Source information START
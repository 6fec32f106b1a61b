use reqwest::header::{HeaderMap, HeaderName, HeaderValue, CONTENT_TYPE};
use reqwest::{Method, StatusCode, Url};
use std::collections::HashMap;
use std::fmt;

/// Sub-resource fetch results keyed by absolute URL
pub type Resources = HashMap<String, Result<ObservedResponse, FetchError>>;

/// A fully-read HTTP response together with the request that produced it.
#[derive(Debug, Clone)]
pub struct ObservedResponse {
    pub method: Method,
    pub url: Url,
    pub status: StatusCode,
    pub headers: HeaderMap,
    pub body: Vec<u8>,
}

impl ObservedResponse {
    /// Response with no headers and an empty body
    pub fn new(method: Method, url: Url, status: StatusCode) -> Self {
        Self {
            method,
            url,
            status,
            headers: HeaderMap::new(),
            body: Vec::new(),
        }
    }

    /// Drain a reqwest response into an observed one.
    pub async fn capture(method: Method, response: reqwest::Response) -> Result<Self, FetchError> {
        let url = response.url().clone();
        let status = response.status();
        let headers = response.headers().clone();
        let body = response.bytes().await?.to_vec();
        Ok(Self {
            method,
            url,
            status,
            headers,
            body,
        })
    }

    pub fn with_header(mut self, name: HeaderName, value: &str) -> Self {
        if let Ok(value) = HeaderValue::from_str(value) {
            self.headers.insert(name, value);
        }
        self
    }

    pub fn with_body(mut self, body: impl Into<Vec<u8>>) -> Self {
        self.body = body.into();
        self
    }

    /// JSON body with a matching Content-Type
    pub fn with_json<T: serde::Serialize>(self, value: &T) -> Result<Self, serde_json::Error> {
        let body = serde_json::to_vec(value)?;
        Ok(self
            .with_header(CONTENT_TYPE, "application/json; charset=UTF-8")
            .with_body(body))
    }

    pub fn header(&self, name: &str) -> Option<&str> {
        self.headers.get(name).and_then(|v| v.to_str().ok())
    }

    pub fn content_type(&self) -> &str {
        self.header(CONTENT_TYPE.as_str()).unwrap_or("")
    }

    pub fn body_text(&self) -> String {
        String::from_utf8_lossy(&self.body).into_owned()
    }

    pub fn request_line(&self) -> RequestLine {
        RequestLine {
            method: self.method.to_string(),
            path: match self.url.query() {
                Some(q) => format!("{}?{}", self.url.path(), q),
                None => self.url.path().to_string(),
            },
        }
    }
}

/// Method and path of the request behind a verdict
#[derive(Debug, Clone, PartialEq, Eq)]
pub struct RequestLine {
    pub method: String,
    pub path: String,
}

impl fmt::Display for RequestLine {
    fn fmt(&self, f: &mut fmt::Formatter<'_>) -> fmt::Result {
        write!(f, "{} {}", self.method, self.path)
    }
}

/// Classification of a failed fetch
#[derive(Debug, Clone, Copy, PartialEq, Eq)]
pub enum FetchErrorKind {
    Timeout,
    Connect,
    Other,
}

/// Transport-level failure reported by the HTTP agent
#[derive(Debug, Clone, PartialEq)]
pub struct FetchError {
    pub kind: FetchErrorKind,
    pub message: String,
}

impl FetchError {
    pub fn new(kind: FetchErrorKind, message: impl Into<String>) -> Self {
        Self {
            kind,
            message: message.into(),
        }
    }

    /// Timeouts and connection failures may succeed on retry
    pub fn is_transient(&self) -> bool {
        matches!(self.kind, FetchErrorKind::Timeout | FetchErrorKind::Connect)
    }
}

impl fmt::Display for FetchError {
    fn fmt(&self, f: &mut fmt::Formatter<'_>) -> fmt::Result {
        match self.kind {
            FetchErrorKind::Timeout => write!(f, "timeout: {}", self.message),
            FetchErrorKind::Connect => write!(f, "connect error: {}", self.message),
            FetchErrorKind::Other => write!(f, "{}", self.message),
        }
    }
}

impl std::error::Error for FetchError {}

impl From<reqwest::Error> for FetchError {
    fn from(err: reqwest::Error) -> Self {
        let kind = if err.is_timeout() {
            FetchErrorKind::Timeout
        } else if err.is_connect() {
            FetchErrorKind::Connect
        } else {
            FetchErrorKind::Other
        };
        Self::new(kind, err.to_string())
    }
}
use super::{verify_status_code, Verifier};
use crate::client::{ObservedResponse, Resources};
use crate::verdict::VerifyError;
use md5::{Digest, Md5};
use reqwest::StatusCode;
use tracing::warn;

impl Verifier {
    /// Check the static assets a page load fetched.
    ///
    /// Every asset on the page's list is checked independently and every
    /// failure is reported. Cached (304) assets pass; fetched ones must be 200
    /// with the reference digest. Transient network failures come back as
    /// `VerifyError::Transient` so scoring can discount them.
    pub fn verify_resources(
        &self,
        page: &str,
        res: &ObservedResponse,
        resources: &Resources,
    ) -> Vec<VerifyError> {
        let manifest = &self.config().resources;
        let Some(assets) = manifest.pages.get(page) else {
            warn!(page = %page, "No resource list configured for page");
            return vec![VerifyError::Internal(format!(
                "no resource list for page {}",
                page
            ))];
        };

        assets
            .iter()
            .filter_map(|logical| self.check_resource(res, resources, logical).err())
            .collect()
    }

    fn check_resource(
        &self,
        res: &ObservedResponse,
        resources: &Resources,
        logical: &str,
    ) -> Result<(), VerifyError> {
        let manifest = &self.config().resources;
        let served = manifest.served_path(logical).ok_or_else(|| {
            VerifyError::Internal(format!("asset {} is not in the manifest", logical))
        })?;
        let url = res
            .url
            .join(&served)
            .map_err(|e| VerifyError::Internal(format!("cannot resolve {}: {}", served, e)))?;

        let fetched = match resources.get(url.as_str()) {
            Some(fetched) => fetched,
            None => {
                warn!(resource = %served, page = %res.url, "Resource not found in fetch results");
                return Err(VerifyError::checksum(
                    served,
                    "expected resource was not loaded",
                ));
            }
        };

        let response = match fetched {
            Ok(response) => response,
            Err(err) if err.is_transient() => {
                return Err(VerifyError::Transient {
                    resource: served,
                    source: err.clone(),
                });
            }
            Err(err) => {
                return Err(VerifyError::checksum(
                    served,
                    format!("failed to fetch resource: {}", err),
                ));
            }
        };

        if response.status == StatusCode::NOT_MODIFIED {
            return Ok(());
        }
        verify_status_code(response, StatusCode::OK)?;

        let path = response.url.path();
        let Some(expected) = manifest.digest(path) else {
            return Ok(());
        };
        let actual = format!("{:x}", Md5::digest(&response.body));
        if !expected.eq_ignore_ascii_case(&actual) {
            return Err(VerifyError::checksum(
                path,
                "checksum does not match the reference",
            ));
        }
        Ok(())
    }
}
Source information END
Your answer should be the lines of the listing above between the line holding "else if err.is_connect()" and the line holding "come back as", inclusive, restated word for word and alone.

        } else if err.is_connect() {
            FetchErrorKind::Connect
        } else {
            FetchErrorKind::Other
        };
        Self::new(kind, err.to_string())
    }
}
use super::{verify_status_code, Verifier};
use crate::client::{ObservedResponse, Resources};
use crate::verdict::VerifyError;
use md5::{Digest, Md5};
use reqwest::StatusCode;
use tracing::warn;

impl Verifier {
    /// Check the static assets a page load fetched.
    ///
    /// Every asset on the page's list is checked independently and every
    /// failure is reported. Cached (304) assets pass; fetched ones must be 200
    /// with the reference digest. Transient network failures come back as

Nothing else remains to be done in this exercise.